(Saved data entries)
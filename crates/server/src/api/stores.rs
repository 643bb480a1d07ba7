use axum::extract::{Path, State};
use axum::http::StatusCode;
use axum::response::IntoResponse;

use hololith_core::{Store, StoreId};
use hololith_engine::{CreateStore, UpdateStore};

use super::extract::Json;
use super::AppState;
use super::schemas::ErrorResponse;
use super::tenant::TenantContext;
use crate::error::ServerError;

/// `POST /stores` -- create a draft store, subject to the plan's `maxStores`.
#[utoipa::path(
    post,
    path = "/stores",
    tag = "Stores",
    summary = "Create store",
    security(("bearer" = [])),
    params(("X-Tenant-Id" = String, Header, description = "Tenant to act on")),
    request_body(content = CreateStore),
    responses(
        (status = 201, description = "Store created as DRAFT", body = Store),
        (status = 400, description = "Invalid input or slug/subdomain taken", body = ErrorResponse),
        (status = 403, description = "Plan limit reached or not a member", body = ErrorResponse)
    )
)]
pub async fn create_store(
    State(state): State<AppState>,
    ctx: TenantContext,
    Json(body): Json<CreateStore>,
) -> Result<impl IntoResponse, ServerError> {
    let store = state.engine.stores().create(&ctx.tenant_id, &body).await?;
    Ok((StatusCode::CREATED, Json(store)))
}

/// `GET /stores` -- the tenant's stores, newest first.
#[utoipa::path(
    get,
    path = "/stores",
    tag = "Stores",
    summary = "List stores",
    security(("bearer" = [])),
    params(("X-Tenant-Id" = String, Header, description = "Tenant to act on")),
    responses(
        (status = 200, description = "The tenant's stores", body = Vec<Store>)
    )
)]
pub async fn list_stores(
    State(state): State<AppState>,
    ctx: TenantContext,
) -> Result<Json<Vec<Store>>, ServerError> {
    Ok(Json(state.engine.stores().list(&ctx.tenant_id).await?))
}

/// `GET /stores/{id}` -- one of the tenant's stores.
#[utoipa::path(
    get,
    path = "/stores/{id}",
    tag = "Stores",
    summary = "Get store",
    security(("bearer" = [])),
    params(
        ("id" = String, Path, description = "Store id"),
        ("X-Tenant-Id" = String, Header, description = "Tenant to act on")
    ),
    responses(
        (status = 200, description = "The store", body = Store),
        (status = 403, description = "Store belongs to another tenant", body = ErrorResponse),
        (status = 404, description = "Store not found", body = ErrorResponse)
    )
)]
pub async fn get_store(
    State(state): State<AppState>,
    ctx: TenantContext,
    Path(id): Path<StoreId>,
) -> Result<Json<Store>, ServerError> {
    Ok(Json(state.engine.stores().get(&ctx.tenant_id, &id).await?))
}

/// `PATCH /stores/{id}` -- partial update.
#[utoipa::path(
    patch,
    path = "/stores/{id}",
    tag = "Stores",
    summary = "Update store",
    security(("bearer" = [])),
    params(
        ("id" = String, Path, description = "Store id"),
        ("X-Tenant-Id" = String, Header, description = "Tenant to act on")
    ),
    request_body(content = UpdateStore),
    responses(
        (status = 200, description = "Updated store", body = Store),
        (status = 400, description = "Invalid input or slug/subdomain taken", body = ErrorResponse),
        (status = 403, description = "Store belongs to another tenant", body = ErrorResponse),
        (status = 404, description = "Store not found", body = ErrorResponse)
    )
)]
pub async fn update_store(
    State(state): State<AppState>,
    ctx: TenantContext,
    Path(id): Path<StoreId>,
    Json(body): Json<UpdateStore>,
) -> Result<Json<Store>, ServerError> {
    Ok(Json(state.engine.stores().update(&ctx.tenant_id, &id, &body).await?))
}

/// `POST /stores/{id}/publish`
#[utoipa::path(
    post,
    path = "/stores/{id}/publish",
    tag = "Stores",
    summary = "Publish store",
    security(("bearer" = [])),
    params(
        ("id" = String, Path, description = "Store id"),
        ("X-Tenant-Id" = String, Header, description = "Tenant to act on")
    ),
    responses(
        (status = 201, description = "Published store", body = Store),
        (status = 403, description = "Store belongs to another tenant", body = ErrorResponse),
        (status = 404, description = "Store not found", body = ErrorResponse)
    )
)]
pub async fn publish_store(
    State(state): State<AppState>,
    ctx: TenantContext,
    Path(id): Path<StoreId>,
) -> Result<impl IntoResponse, ServerError> {
    let store = state.engine.stores().publish(&ctx.tenant_id, &id).await?;
    Ok((StatusCode::CREATED, Json(store)))
}

/// `POST /stores/{id}/unpublish`
#[utoipa::path(
    post,
    path = "/stores/{id}/unpublish",
    tag = "Stores",
    summary = "Unpublish store",
    security(("bearer" = [])),
    params(
        ("id" = String, Path, description = "Store id"),
        ("X-Tenant-Id" = String, Header, description = "Tenant to act on")
    ),
    responses(
        (status = 201, description = "Store moved back to DRAFT", body = Store),
        (status = 403, description = "Store belongs to another tenant", body = ErrorResponse),
        (status = 404, description = "Store not found", body = ErrorResponse)
    )
)]
pub async fn unpublish_store(
    State(state): State<AppState>,
    ctx: TenantContext,
    Path(id): Path<StoreId>,
) -> Result<impl IntoResponse, ServerError> {
    let store = state.engine.stores().unpublish(&ctx.tenant_id, &id).await?;
    Ok((StatusCode::CREATED, Json(store)))
}

/// `GET /public/stores/{slug}` -- a published store.
#[utoipa::path(
    get,
    path = "/public/stores/{slug}",
    tag = "Public",
    summary = "Public store",
    params(("slug" = String, Path, description = "Store slug")),
    responses(
        (status = 200, description = "The published store", body = Store),
        (status = 404, description = "Store not found or not published", body = ErrorResponse)
    )
)]
pub async fn public_store(
    State(state): State<AppState>,
    Path(slug): Path<String>,
) -> Result<Json<Store>, ServerError> {
    Ok(Json(state.engine.stores().public_by_slug(&slug).await?))
}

_Task requirements_
Quote exactly the first line of the entries and every line after it, stopping with the line that contains "use super::tenant::TenantContext;".

_Solution for this task_
filename crates/server/src/api/stores.rs
repository 643bb480a1d07ba7
use axum::extract::{Path, State};
use axum::http::StatusCode;
use axum::response::IntoResponse;

use hololith_core::{Store, StoreId};
use hololith_engine::{CreateStore, UpdateStore};

use super::extract::Json;
use super::AppState;
use super::schemas::ErrorResponse;
use super::tenant::TenantContext;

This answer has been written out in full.